More than 1,000 people watched "Quo Vadis,
Aida?", named Best Film in the 2021 European Film Awards, in two
screenings in the town of Novi Pazar on Tuesday - the first time
it had been shown in any part of Serbia.
"The tickets sold out in an hour and a half," said Husein Memic,
whose centre showed the movie. "We are appealing for the film to
be screened across Serbia; it's absolutely senseless for it to
play only in Novi Pazar."
Jasmila Zbanic's movie has also not had a public showing in
Bosnia's autonomous Serb Republic, which has thrown Bosnia into
turmoil by opposing a law making it an offence to deny that the
Srebrenica massacre constituted genocide.
Both Ratko Mladic, commander of the Bosnian Serb forces in 1995,
and Bosnian Serb political leader Radovan Karadzic were found
guilty of genocide by the International Criminal Tribunal for
the Former Yugoslavia for their roles in the Srebrenica
massacre.
Zbanic said many cinemas and distributors in other parts of
Serbia and in Bosnia's Serb Republic had wanted to show the
film, but feared recriminations or reprisals.
"My intention was never to divide," she said.
"My intention was to tell the truth, and for people who don't
know about Srebrenica or who even deny Srebrenica to sit and
watch it as a movie about a mother who wants to protect her two
kids.

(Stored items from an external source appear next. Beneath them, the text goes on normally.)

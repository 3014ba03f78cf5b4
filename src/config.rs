//! Tunables for the hybrid quicksort.

use std::env;
use std::num::ParseIntError;

use log::warn;
use once_cell::sync::OnceCell;
use thiserror::Error;

/// Environment variable read by [`HybridConfig::from_env`].
pub const THRESHOLD_ENV_VAR: &str = "SORT_HYBRID_THRESHOLD";

pub const DEFAULT_INSERTION_THRESHOLD: usize = 10;

#[derive(Debug, Error)]
pub enum ConfigError {
    #[error("invalid SORT_HYBRID_THRESHOLD value '{value}'")]
    InvalidThreshold {
        value: String,
        #[source]
        source: ParseIntError,
    },
}

#[derive(Copy, Clone, Debug, PartialEq, Eq)]
pub struct HybridConfig {
    /// Ranges with at most this many elements are finished with insertion sort. The best value
    /// depends on the hardware and the element type, `0` or `1` disables the fallback.
    pub insertion_threshold: usize,
}

impl Default for HybridConfig {
    fn default() -> Self {
        Self {
            insertion_threshold: DEFAULT_INSERTION_THRESHOLD,
        }
    }
}

impl HybridConfig {
    pub fn new(insertion_threshold: usize) -> Self {
        Self {
            insertion_threshold,
        }
    }

    /// Reads the threshold from `SORT_HYBRID_THRESHOLD`, falling back to the default if unset.
    pub fn from_env() -> Result<Self, ConfigError> {
        match env::var(THRESHOLD_ENV_VAR) {
            Ok(value) => Self::parse_threshold(&value),
            Err(_) => Ok(Self::default()),
        }
    }

    /// Process-wide configuration, read from the environment on first use.
    ///
    /// An invalid environment value is logged and replaced by the default.
    pub fn global() -> &'static HybridConfig {
        static GLOBAL: OnceCell<HybridConfig> = OnceCell::new();

        GLOBAL.get_or_init(|| {
            Self::from_env().unwrap_or_else(|err| {
                warn!("{err}, using default threshold {DEFAULT_INSERTION_THRESHOLD}");
                Self::default()
            })
        })
    }

    fn parse_threshold(value: &str) -> Result<Self, ConfigError> {
        value
            .trim()
            .parse::<usize>()
            .map(Self::new)
            .map_err(|source| ConfigError::InvalidThreshold {
                value: value.to_owned(),
                source,
            })
    }
}

#[cfg(test)]
mod tests {
    use super::*;

    #[test]
    fn default_threshold() {
        assert_eq!(HybridConfig::default().insertion_threshold, 10);
    }

    #[test]
    fn parse_valid() {
        assert_eq!(HybridConfig::parse_threshold("24").unwrap(), HybridConfig::new(24));
        assert_eq!(HybridConfig::parse_threshold(" 0 ").unwrap(), HybridConfig::new(0));
    }

    #[test]
    fn parse_invalid() {
        let err = HybridConfig::parse_threshold("-4").unwrap_err();
        assert!(matches!(err, ConfigError::InvalidThreshold { ref value, .. } if value == "-4"));
        assert_eq!(err.to_string(), "invalid SORT_HYBRID_THRESHOLD value '-4'");

        assert!(HybridConfig::parse_threshold("ten").is_err());
    }
}
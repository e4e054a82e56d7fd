//! Responses for Packet Switched Data Services Commands
use super::types::*;
use atat::atat_derive::AtatResp;
use heapless::String;

/// 7.4 PS attach or detach +CGATT
#[derive(Debug, Clone, PartialEq, AtatResp)]
pub struct GPRSAttached {
    #[at_arg(position = 0)]
    pub state: GPRSAttachedState,
}

/// 7.10 EPS network registration status +CEREG
///
/// <stat> follows the 3GPP TS 27.007 enumeration, see
/// [`crate::registration::Status`].
#[derive(Debug, Clone, PartialEq, AtatResp)]
pub struct EPSNetworkRegistrationStatus {
    #[at_arg(position = 0)]
    pub n: u8,
    #[at_arg(position = 1)]
    pub stat: u8,
    #[at_arg(position = 2)]
    pub tac: Option<String<4>>,
    #[at_arg(position = 3)]
    pub ci: Option<String<8>>,
    #[at_arg(position = 4)]
    pub act: Option<u8>,
}
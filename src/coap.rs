//! CoAP value types shared by the interface and the modem drivers.

use heapless::Vec;

/// Largest payload carried by a single CoAP exchange with the modem
pub const MAX_PAYLOAD_LEN: usize = 512;

/// Longest URI accepted by the modem's CoAP profile
pub const MAX_URI_LEN: usize = 200;

/// CoAP profile slot in the modem's non-volatile memory
#[derive(Debug, Clone, Copy, PartialEq, Eq)]
#[cfg_attr(feature = "defmt", derive(defmt::Format))]
pub struct ProfileId(pub u8);

#[derive(Debug, Clone, Copy, PartialEq, Eq)]
#[cfg_attr(feature = "defmt", derive(defmt::Format))]
pub enum Method {
    Get,
    Delete,
    Put,
    Post,
}

/// Content format of a request payload
#[derive(Debug, Clone, Copy, PartialEq, Eq)]
#[cfg_attr(feature = "defmt", derive(defmt::Format))]
pub enum ContentFormat {
    TextPlain = 0,
    ApplicationLinkFormat = 1,
    ApplicationXml = 2,
    ApplicationOctetStream = 3,
    ApplicationExi = 4,
    ApplicationJson = 5,
}

/// Block-wise transfer position of one request
#[derive(Debug, Clone, Copy, PartialEq, Eq)]
#[cfg_attr(feature = "defmt", derive(defmt::Format))]
pub struct Block {
    pub number: u32,
    pub more: bool,
}

#[derive(Debug, Clone, Copy, PartialEq, Eq)]
#[cfg_attr(feature = "defmt", derive(defmt::Format))]
pub struct Payload<'a> {
    pub data: &'a [u8],
    pub format: ContentFormat,
}

#[derive(Debug, Clone, Copy, PartialEq, Eq)]
#[cfg_attr(feature = "defmt", derive(defmt::Format))]
pub struct Request<'a> {
    pub method: Method,
    pub payload: Option<Payload<'a>>,
    pub block: Option<Block>,
}

impl<'a> Request<'a> {
    pub fn new(method: Method) -> Self {
        Self {
            method,
            payload: None,
            block: None,
        }
    }

    pub fn with_payload(mut self, data: &'a [u8], format: ContentFormat) -> Self {
        self.payload = Some(Payload { data, format });
        self
    }

    pub fn with_block(mut self, number: u32, more: bool) -> Self {
        self.block = Some(Block { number, more });
        self
    }
}

/// Server response to a CoAP request.
///
/// `code` is the CoAP response code byte as reported by the modem, the
/// class in the upper three bits and the detail in the lower five, e.g.
/// `69` for 2.05 Content.
#[derive(Debug, Clone, PartialEq, Eq)]
#[cfg_attr(feature = "defmt", derive(defmt::Format))]
pub struct Response {
    pub code: u16,
    pub payload: Vec<u8, MAX_PAYLOAD_LEN>,
}

impl Response {
    pub fn class(&self) -> u8 {
        ((self.code >> 5) & 0x07) as u8
    }

    pub fn detail(&self) -> u8 {
        (self.code & 0x1f) as u8
    }

    /// 2.xx response
    pub fn is_success(&self) -> bool {
        self.class() == 2
    }
}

Because that's what happened there."
Serbian state television, RTS, has always shown previous
prizewinning films. But following appeals to air "Quo Vadis,
Aida?", it said it would not make programming decisions under
media pressure.
Boris Isakovic, who plays Mladic in the movie, said he was
disappointed that it was being viewed through a political lens,
not as an artistic creation.
"It is clear that (the showing of) this film has been censored,"
Isakovic said. "But that says a lot about the power of film:
that it is a powerful weapon through which stories can be told."